The usual pro-union suspects weighed in and essentially agreed that the plaintiffs would probably emerge victorious, but their reporting was leaden with a heavy dose of anger and angst. Perhaps the most hysterical was an article on Huffington Post titled, “This is Bad! Attack on Teacher Unions is an Assault on Students, Workers and Democracy.” His slant was obvious; in a brief article, he used the word “rightwing” seven times and just to change things up, he threw in “right-wing” a couple of times.

What happens next?

The justices may very well have already voted or will do so very soon, but it’ll likely be June before their decision is announced. Between now and then a lot can happen. The Justices’ minds can be changed by other justices and can be affected by public opinion and (indirect) union pressure. Hence the PR war will go on.

If the unions lose, how bad will it be for them?

Probably not nearly as bad as they are making it out to be. First, they can get rid of the free rider problem by becoming a members-only organization. (Some state laws may have to be tweaked, but that shouldn’t be an onerous task.) Then, if a teacher likes their union they can pay for services rendered. If they want no part of the union, they won’t join. There are other organizations like the Association of American Educators and Christian Educators Association International that provide many of the benefits and protections offered by the union.

Also, by becoming a members-only entity, the unions will enlist only true believers. But they will, however, have to be more responsive to the needs and wishes of their members since teachers as well as other public employees will no longer be forced to pay them.

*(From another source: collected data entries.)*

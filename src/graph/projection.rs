// Dual-path record mapping. Query results are heterogeneous: some queries
// return flat aliased scalar columns ("Name", "Latitude"), others return the
// raw related node's property document under a short alias ("c", "l"). The
// projection tries the flat column first, then the named property off the
// raw node, then a type-specific default - independently per field.

use chrono::{DateTime, NaiveDateTime, Utc};
use serde_json::{Map, Value};
use sqlx::sqlite::SqliteRow;
use sqlx::{Column, Row, TypeInfo, ValueRef};

use crate::error::AppResult;

/// Convert a row into a JSON record. Columns named in `json_columns` hold
/// serialized node property documents and are parsed into objects/arrays;
/// everything else is taken as a scalar.
pub fn row_to_record(row: &SqliteRow, json_columns: &[&str]) -> AppResult<Map<String, Value>> {
    let mut record = Map::new();
    for column in row.columns() {
        let idx = column.ordinal();
        let raw = row.try_get_raw(idx)?;
        let value = if raw.is_null() {
            Value::Null
        } else {
            match raw.type_info().name() {
                "INTEGER" => Value::from(row.try_get::<i64, _>(idx)?),
                "REAL" => Value::from(row.try_get::<f64, _>(idx)?),
                "TEXT" => {
                    let text: String = row.try_get(idx)?;
                    if json_columns.contains(&column.name()) {
                        serde_json::from_str(&text)?
                    } else {
                        Value::String(text)
                    }
                }
                _ => Value::Null,
            }
        };
        record.insert(column.name().to_string(), value);
    }
    Ok(record)
}

pub struct Projection<'a> {
    record: &'a Map<String, Value>,
}

impl<'a> Projection<'a> {
    pub fn new(record: &'a Map<String, Value>) -> Self {
        Projection { record }
    }

    /// Flat aliased column first, then the property off the raw node object.
    fn lookup(&self, column: &str, node: Option<(&str, &str)>) -> Option<&'a Value> {
        if let Some(value) = self.record.get(column) {
            if !value.is_null() {
                return Some(value);
            }
        }
        if let Some((alias, prop)) = node {
            if let Some(Value::Object(object)) = self.record.get(alias) {
                if let Some(value) = object.get(prop) {
                    if !value.is_null() {
                        return Some(value);
                    }
                }
            }
        }
        None
    }

    pub fn text(&self, column: &str, node: Option<(&str, &str)>) -> String {
        self.lookup(column, node)
            .and_then(Value::as_str)
            .unwrap_or_default()
            .to_string()
    }

    pub fn opt_text(&self, column: &str, node: Option<(&str, &str)>) -> Option<String> {
        self.lookup(column, node)
            .and_then(Value::as_str)
            .filter(|s| !s.is_empty())
            .map(str::to_string)
    }

    pub fn int(&self, column: &str, node: Option<(&str, &str)>) -> i64 {
        self.lookup(column, node).and_then(Value::as_i64).unwrap_or(0)
    }

    pub fn opt_int(&self, column: &str, node: Option<(&str, &str)>) -> Option<i64> {
        self.lookup(column, node).and_then(Value::as_i64)
    }

    pub fn real(&self, column: &str, node: Option<(&str, &str)>) -> f64 {
        self.lookup(column, node).and_then(Value::as_f64).unwrap_or(0.0)
    }

    pub fn opt_real(&self, column: &str, node: Option<(&str, &str)>) -> Option<f64> {
        self.lookup(column, node).and_then(Value::as_f64)
    }

    pub fn boolean(&self, column: &str, node: Option<(&str, &str)>) -> bool {
        match self.lookup(column, node) {
            Some(Value::Bool(b)) => *b,
            // SQLite surfaces JSON booleans as 0/1 integers.
            Some(value) => value.as_i64().map(|n| n != 0).unwrap_or(false),
            None => false,
        }
    }

    /// Event-local timestamps, stored as `%Y-%m-%dT%H:%M:%S`.
    pub fn datetime(&self, column: &str, node: Option<(&str, &str)>) -> Option<NaiveDateTime> {
        self.lookup(column, node)
            .and_then(Value::as_str)
            .and_then(|s| NaiveDateTime::parse_from_str(s, "%Y-%m-%dT%H:%M:%S").ok())
    }

    /// Audit timestamps, stored as RFC 3339.
    pub fn datetime_utc(&self, column: &str, node: Option<(&str, &str)>) -> Option<DateTime<Utc>> {
        self.lookup(column, node)
            .and_then(Value::as_str)
            .and_then(|s| DateTime::parse_from_rfc3339(s).ok())
            .map(|dt| dt.with_timezone(&Utc))
    }

    pub fn text_list(&self, column: &str, node: Option<(&str, &str)>) -> Vec<String> {
        self.lookup(column, node)
            .and_then(Value::as_array)
            .map(|items| {
                items
                    .iter()
                    .filter_map(Value::as_str)
                    .map(str::to_string)
                    .collect()
            })
            .unwrap_or_default()
    }
}

#[cfg(test)]
mod tests {
    use super::*;
    use serde_json::json;

    fn record(value: Value) -> Map<String, Value> {
        value.as_object().cloned().unwrap()
    }

    #[test]
    fn flat_column_wins_over_raw_node() {
        let record = record(json!({
            "Name": "Flat name",
            "g": { "name": "Node name" }
        }));
        let p = Projection::new(&record);
        assert_eq!(p.text("Name", Some(("g", "name"))), "Flat name");
    }

    #[test]
    fn falls_back_to_raw_node_property() {
        let record = record(json!({
            "g": { "name": "Node name", "latitude": 41.5 }
        }));
        let p = Projection::new(&record);
        assert_eq!(p.text("Name", Some(("g", "name"))), "Node name");
        assert_eq!(p.real("Latitude", Some(("g", "latitude"))), 41.5);
    }

    #[test]
    fn defaults_when_neither_path_is_present() {
        let record = record(json!({ "g": {} }));
        let p = Projection::new(&record);
        assert_eq!(p.text("Name", Some(("g", "name"))), "");
        assert_eq!(p.real("Latitude", Some(("g", "latitude"))), 0.0);
        assert_eq!(p.int("InterestedCount", None), 0);
        assert!(!p.boolean("IsVirtual", Some(("g", "isVirtual"))));
    }

    #[test]
    fn fields_resolve_independently() {
        // One field present flat, another only on the node, a third absent.
        let record = record(json!({
            "Description": "flat",
            "g": { "name": "from node" }
        }));
        let p = Projection::new(&record);
        assert_eq!(p.text("Description", Some(("g", "description"))), "flat");
        assert_eq!(p.text("Name", Some(("g", "name"))), "from node");
        assert_eq!(p.text("Category", Some(("g", "category"))), "");
    }

    #[test]
    fn null_flat_column_does_not_shadow_the_node() {
        let record = record(json!({
            "Name": null,
            "g": { "name": "Node name" }
        }));
        let p = Projection::new(&record);
        assert_eq!(p.text("Name", Some(("g", "name"))), "Node name");
    }

    #[test]
    fn booleans_accept_sqlite_integers() {
        let record = record(json!({ "IsVirtual": 1, "g": { "isAccessible": true } }));
        let p = Projection::new(&record);
        assert!(p.boolean("IsVirtual", None));
        assert!(p.boolean("IsAccessible", Some(("g", "isAccessible"))));
    }

    #[test]
    fn timestamps_parse_per_storage_convention() {
        let record = record(json!({
            "g": {
                "startTime": "2024-06-01T09:30:00",
                "createdDate": "2024-05-01T12:00:00+00:00"
            }
        }));
        let p = Projection::new(&record);
        let start = p.datetime("StartTime", Some(("g", "startTime"))).unwrap();
        assert_eq!(start.format("%H:%M").to_string(), "09:30");
        assert!(p.datetime_utc("CreatedDate", Some(("g", "createdDate"))).is_some());
    }

    #[test]
    fn lists_come_back_as_strings() {
        let record = record(json!({ "Tags": ["a", "b"] }));
        let p = Projection::new(&record);
        assert_eq!(p.text_list("Tags", None), vec!["a", "b"]);
    }
}
pub mod good_work;
pub mod organization;
pub mod skill;

pub use good_work::{EffortLevel, GoodWork, ListKind, SearchCriteria, WorkStatus};
pub use organization::{OrgStatus, Organization, OrganizationMember};
pub use skill::Skill;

Nina Rees, president of the National Alliance for Public Charter Schools, writes that children could be winners should the plaintiffs prevail, “…teachers may gain greater leverage in determining the policies that union leaders pursue. If that leads to policies that reward great teaching and put more of the best teachers in the classrooms that need them most, students will win.”

And there are union stalwarts who aren’t crying in their beer. Trade union activist Shamus Cooke asserts that unions need to step up their organizing game if they are to remain powerful. Samantha Winslow makes pretty much the same point in “Organizing Is the Key to Surviving Friedrichs.”

If Friedrichs is successful, who will be the big loser?

Democrats and the left.

There is no doubt that union warchests will take a hit if all teachers aren’t forced to fill them. While no one knows how many teachers will refuse membership, I think a conservative guess would be that one-third will choose to avoid ties to the union. If so, the California Teachers Association’s $180 million a year gravy train would be sliced down to $120 million. As you can see here (H/T Colin Sharkey), CTA gives 96.7 percent of that gravy to Democrats. And what doesn’t go specifically to Democrats goes to leftist causes. On a national level, National Education Association and American Federation of Teachers’ spending just about all goes in a leftward direction.

Final word

The Abood decision, which claimed it would ensure “labor peace,” did so at the cost of freedom of association for millions of teachers across America over a 39-year period. “Labor peace” has also come at great expense to parents, children and taxpayers who have suffered as the unions coffers were used in part to kill education reform, keep kids in failing schools and raise taxes. Hopefully, the judges will soon rid our lives of Abood and if they do, trading bad policy for “labor peace” will become a sad relic of another time.

Larry Sand, a former classroom teacher, is the president of the non-profit California Teachers Empowerment Network – a non-partisan, non-political group dedicated to providing teachers and the general public with reliable and balanced information about professional affiliations and positions on educational issues. The views presented here are strictly his own.